近幾年，多基因融合表達技術越來越受到科技人員的關注[12-13]，與單一表達的蛋白相比，多基因融合表達的復合蛋白具有兩個主要的優勢：一是增加蛋白的免疫原性，提供更多的抗原表位，起到蛋白之間互為免疫佐劑的作用[5，14]；二是可以同時表達不同活性或用途的蛋白，使蛋白的生物學功能更加多元化[15-16]。金蕾等將甲型副傷寒沙門氏菌spa O和Omp A基因串聯后進行融合表達，得到spa O-Omp A融合蛋白對小鼠的攻毒保護率顯著高于單獨免疫spaO或Omp A蛋白[5]。針對牛源多殺性巴氏桿菌建立pm0979-Plp E的融合基因表達質粒，其表達的融合蛋白發揮了協同增效作用，對不同血清型的多殺性巴氏桿菌提供了交叉保護作用，其保護率好于單獨蛋白免疫的效果[14]。馬德星等將雞堆形艾美球蟲子孢子表面抗原3-1E基因片段（Ea3-1E）與編碼雞白細胞介素15成熟蛋白基因片段（mChIL-15）進行串聯連接表達，在二次免疫后可提供明顯的抗球蟲免疫保護效果[17]。
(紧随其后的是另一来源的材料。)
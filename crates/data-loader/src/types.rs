//! Core domain types for rating data.
//!
//! - Type aliases for domain clarity (UserId, MovieId)
//! - Raw CSV records (`RatingRecord`, `Movie`) as they come off disk
//! - The joined `Rating` observation every other component consumes
//! - `RatingDataset`, the immutable in-memory collection of ratings

use serde::{Deserialize, Serialize};
use std::collections::{HashMap, HashSet};
use std::sync::Arc;

// =============================================================================
// Type Aliases
// =============================================================================

/// Unique identifier for a user
pub type UserId = u32;

/// Unique identifier for a movie
pub type MovieId = u32;

/// Highest value a rating can take
pub const MAX_RATING: f64 = 5.0;

// =============================================================================
// Raw Records
// =============================================================================

/// One row of `ratings.csv`
#[derive(Debug, Clone, Copy, PartialEq, Serialize, Deserialize)]
pub struct RatingRecord {
    #[serde(rename = "userId")]
    pub user_id: UserId,
    #[serde(rename = "movieId")]
    pub movie_id: MovieId,
    pub rating: f64,
    /// Not used by the recommenders, kept when present
    #[serde(default)]
    pub timestamp: Option<i64>,
}

/// One row of `movies.csv`
#[derive(Debug, Clone, PartialEq, Serialize, Deserialize)]
pub struct Movie {
    #[serde(rename = "movieId")]
    pub id: MovieId,
    pub title: String,
    /// Pipe-separated genre list, e.g. "Adventure|Animation|Children"
    #[serde(default)]
    pub genres: String,
}

// =============================================================================
// Joined Rating
// =============================================================================

/// A single rating observation joined with the title of the rated movie.
///
/// The title is shared between all ratings of the same movie, so cloning a
/// `Rating` never copies the string.
#[derive(Debug, Clone, PartialEq)]
pub struct Rating {
    pub user_id: UserId,
    pub movie_id: MovieId,
    /// Strictly positive, at most `MAX_RATING`
    pub rating: f64,
    pub title: Arc<str>,
}

impl Rating {
    pub fn new(
        user_id: UserId,
        movie_id: MovieId,
        rating: f64,
        title: impl Into<Arc<str>>,
    ) -> Self {
        Self {
            user_id,
            movie_id,
            rating,
            title: title.into(),
        }
    }
}

// =============================================================================
// Statistics Types
// =============================================================================

/// Mean rating and rating count of one movie
#[derive(Debug, Clone, Copy, PartialEq, Serialize, Deserialize)]
pub struct MovieStats {
    pub movie_id: MovieId,
    pub avg_rating: f64,
    pub rating_count: u32,
}

// =============================================================================
// RatingDataset
// =============================================================================

/// The flat collection of joined ratings plus lookup indices.
///
/// Built once and never mutated. All derived artifacts (movie stats,
/// popularity, user-movie matrix) are computed from a `&RatingDataset`.
#[derive(Debug, Default)]
pub struct RatingDataset {
    pub(crate) ratings: Vec<Rating>,
    /// All ratings made by each user, in dataset order
    pub(crate) user_ratings: HashMap<UserId, Vec<Rating>>,
    /// One title per movie (first seen wins)
    pub(crate) titles: HashMap<MovieId, Arc<str>>,
}

impl RatingDataset {
    /// Build a dataset from already-joined ratings.
    ///
    /// No validation happens here; `load_from_files` and `join` validate
    /// before calling this.
    pub fn from_ratings(ratings: Vec<Rating>) -> Self {
        let mut user_ratings: HashMap<UserId, Vec<Rating>> = HashMap::new();
        let mut titles: HashMap<MovieId, Arc<str>> = HashMap::new();

        for rating in &ratings {
            user_ratings
                .entry(rating.user_id)
                .or_default()
                .push(rating.clone());
            titles
                .entry(rating.movie_id)
                .or_insert_with(|| Arc::clone(&rating.title));
        }

        Self {
            ratings,
            user_ratings,
            titles,
        }
    }

    /// Every rating in load order
    pub fn ratings(&self) -> &[Rating] {
        &self.ratings
    }

    /// All ratings made by a user, empty if the user never rated anything
    pub fn get_user_ratings(&self, user_id: UserId) -> &[Rating] {
        self.user_ratings
            .get(&user_id)
            .map(|v| v.as_slice())
            .unwrap_or(&[])
    }

    pub fn contains_user(&self, user_id: UserId) -> bool {
        self.user_ratings.contains_key(&user_id)
    }

    /// Movies the user has rated. Unknown users have watched nothing.
    pub fn watched_movies(&self, user_id: UserId) -> HashSet<MovieId> {
        self.get_user_ratings(user_id)
            .iter()
            .map(|r| r.movie_id)
            .collect()
    }

    pub fn title(&self, movie_id: MovieId) -> Option<&str> {
        self.titles.get(&movie_id).map(|t| t.as_ref())
    }

    /// Iterate over every (movie id, title) pair present in the dataset
    pub fn titles(&self) -> impl Iterator<Item = (MovieId, &str)> {
        self.titles.iter().map(|(&id, title)| (id, title.as_ref()))
    }

    /// Mean of the user's own ratings
    pub fn user_avg_rating(&self, user_id: UserId) -> Option<f64> {
        mean(self.get_user_ratings(user_id).iter().map(|r| r.rating))
    }

    /// Mean over every rating in the dataset
    pub fn global_avg_rating(&self) -> Option<f64> {
        mean(self.ratings.iter().map(|r| r.rating))
    }

    /// Distinct user ids in ascending order
    pub fn user_ids(&self) -> Vec<UserId> {
        let mut ids: Vec<UserId> = self.user_ratings.keys().copied().collect();
        ids.sort_unstable();
        ids
    }

    /// (users, movies, ratings)
    pub fn counts(&self) -> (usize, usize, usize) {
        (self.user_ratings.len(), self.titles.len(), self.ratings.len())
    }

    pub fn is_empty(&self) -> bool {
        self.ratings.is_empty()
    }
}

/// Arithmetic mean, `None` for an empty input
pub(crate) fn mean(values: impl Iterator<Item = f64>) -> Option<f64> {
    let (sum, count) = values.fold((0.0, 0usize), |(sum, count), v| (sum + v, count + 1));
    if count == 0 {
        None
    } else {
        Some(sum / count as f64)
    }
}
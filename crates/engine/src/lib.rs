//! Recommendation engine for the movie recommender.
//!
//! This crate wires the data loader, candidate sources and filter pipeline
//! into the two recommendation strategies and exposes them behind one entry
//! point, `RecommendationEngine::recommend`.

pub mod average;
pub mod collaborative;
pub mod config;
pub mod engine;
pub mod handle;
pub mod recommendation;

pub use config::{
    DEFAULT_MIN_RATINGS, DEFAULT_TOP_N, ParseStrategyError, RecommendConfig, RecommendRequest,
    Strategy,
};
pub use engine::RecommendationEngine;
pub use handle::EngineHandle;
pub use recommendation::{Recommendation, RecommendationList, ScoreKind};
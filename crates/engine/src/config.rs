//! Request options recognized by the engine.

use data_loader::UserId;
use serde::Serialize;
use std::fmt;
use std::str::FromStr;
use thiserror::Error;

/// Default maximum number of recommendations
pub const DEFAULT_TOP_N: usize = 10;

/// Default popularity floor
pub const DEFAULT_MIN_RATINGS: u32 = 50;

/// Which recommender runs
#[derive(Debug, Clone, Copy, PartialEq, Eq, Hash, Default, Serialize)]
#[serde(rename_all = "lowercase")]
pub enum Strategy {
    /// Highest mean rating among sufficiently rated, unseen movies
    #[default]
    Average,
    /// Similarity-weighted neighbor prediction
    Collaborative,
}

impl Strategy {
    pub fn as_str(&self) -> &'static str {
        match self {
            Strategy::Average => "average",
            Strategy::Collaborative => "collaborative",
        }
    }
}

impl fmt::Display for Strategy {
    fn fmt(&self, f: &mut fmt::Formatter<'_>) -> fmt::Result {
        f.write_str(self.as_str())
    }
}

#[derive(Error, Debug, Clone, PartialEq, Eq)]
#[error("unknown strategy '{0}', expected 'average' or 'collaborative'")]
pub struct ParseStrategyError(String);

impl FromStr for Strategy {
    type Err = ParseStrategyError;

    fn from_str(s: &str) -> Result<Self, Self::Err> {
        match s.trim().to_ascii_lowercase().as_str() {
            "average" => Ok(Strategy::Average),
            "collaborative" => Ok(Strategy::Collaborative),
            _ => Err(ParseStrategyError(s.to_string())),
        }
    }
}

/// Tuning shared by both strategies
#[derive(Debug, Clone, Copy, PartialEq, Eq)]
pub struct RecommendConfig {
    /// Maximum number of recommendations returned
    pub top_n: usize,
    /// Minimum rating count a movie needs to be eligible
    pub min_ratings: u32,
}

impl RecommendConfig {
    pub fn with_top_n(mut self, top_n: usize) -> Self {
        self.top_n = top_n;
        self
    }

    pub fn with_min_ratings(mut self, min_ratings: u32) -> Self {
        self.min_ratings = min_ratings;
        self
    }
}

impl Default for RecommendConfig {
    fn default() -> Self {
        Self {
            top_n: DEFAULT_TOP_N,
            min_ratings: DEFAULT_MIN_RATINGS,
        }
    }
}

/// One recommendation query
#[derive(Debug, Clone, Copy, PartialEq, Eq)]
pub struct RecommendRequest {
    pub user_id: UserId,
    pub strategy: Strategy,
    pub config: RecommendConfig,
}

impl RecommendRequest {
    pub fn new(user_id: UserId, strategy: Strategy) -> Self {
        Self {
            user_id,
            strategy,
            config: RecommendConfig::default(),
        }
    }

    pub fn with_config(mut self, config: RecommendConfig) -> Self {
        self.config = config;
        self
    }
}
以上研究均表明，融合基因表達產物在蛋白功能研究、亞單位疫苗研制等方面具有獨特的優勢。

本研究選取PEDV N蛋白和Omp A蛋白基因構建融合基因，通過原核表達載體實現復合蛋白的融合表達。其中在兩個基因之間插入柔性連接，在保證兩個基因融合表達以及保持獨立構像的重要因素[18]。甘氨酸（Gly，G）分子質量小、柔性好，絲氨酸（Ser，S）親水性極強，因此這兩個氨基酸廣泛應用于融合蛋白的聯接結構[19]。本研究采用3×GGGGS的柔性氨基酸序列作為連接結構，從而保證了復合蛋白中PEDV N蛋白和Omp A蛋白保持了各自的空間構像。融合蛋白的免疫原性檢測也表明，原核表達的融合蛋白具有PEDV N蛋白和Omp A蛋白的雙重免疫原性。目前，關于多基因融合表達研究多是采用將同一物種的多種抗原基因進行融合表達或者將抗原基因與免疫調節基因進行串聯表達的策略[5，14-17]。本研究探索將病毒抗原與細菌抗原進行基因融合表達，以此來增強表達蛋白的免疫原性。通過比較單一PEDV N蛋白和融合蛋白免疫后血清抗體水平，結果表明融合蛋白的免疫原性顯著高于單一蛋白。本研究得到的復合蛋白可以為PEDV N蛋白功能研究、特異性抗體制備以及PEDV亞單位疫苗的研制提供材料和研究基礎。